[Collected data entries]

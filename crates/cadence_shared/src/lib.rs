//! # Cadence Shared
//!
//! Common types used by the automation core and by the host integration.
//!
//! ## CRITICAL RULE
//!
//! This crate holds plain data only. Nothing in here knows about
//! subscriptions, sequences or queues; that lives in `cadence_core`.

#![deny(missing_docs)]
#![deny(unsafe_code)]

pub mod constants;
pub mod ids;
pub mod math;
pub mod priority;
pub mod protocol;

pub use constants::{TICKS_PER_SECOND, TICK_DURATION_MICROS};
pub use ids::{OwnerId, Tick};
pub use math::Rotation;
pub use priority::Priority;
pub use protocol::{Action, Message, Origin};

● What you are asked to do
Line by line, copy the data above exactly as it reads.

● Response
filename crates/cadence_shared/src/lib.rs
//! # Cadence Shared
//!
//! Common types used by the automation core and by the host integration.
//!
//! ## CRITICAL RULE
//!
//! This crate holds plain data only. Nothing in here knows about
//! subscriptions, sequences or queues; that lives in `cadence_core`.

#![deny(missing_docs)]
#![deny(unsafe_code)]

pub mod constants;
pub mod ids;
pub mod math;
pub mod priority;
pub mod protocol;

pub use constants::{TICKS_PER_SECOND, TICK_DURATION_MICROS};
pub use ids::{OwnerId, Tick};
pub use math::Rotation;
pub use priority::Priority;
pub use protocol::{Action, Message, Origin};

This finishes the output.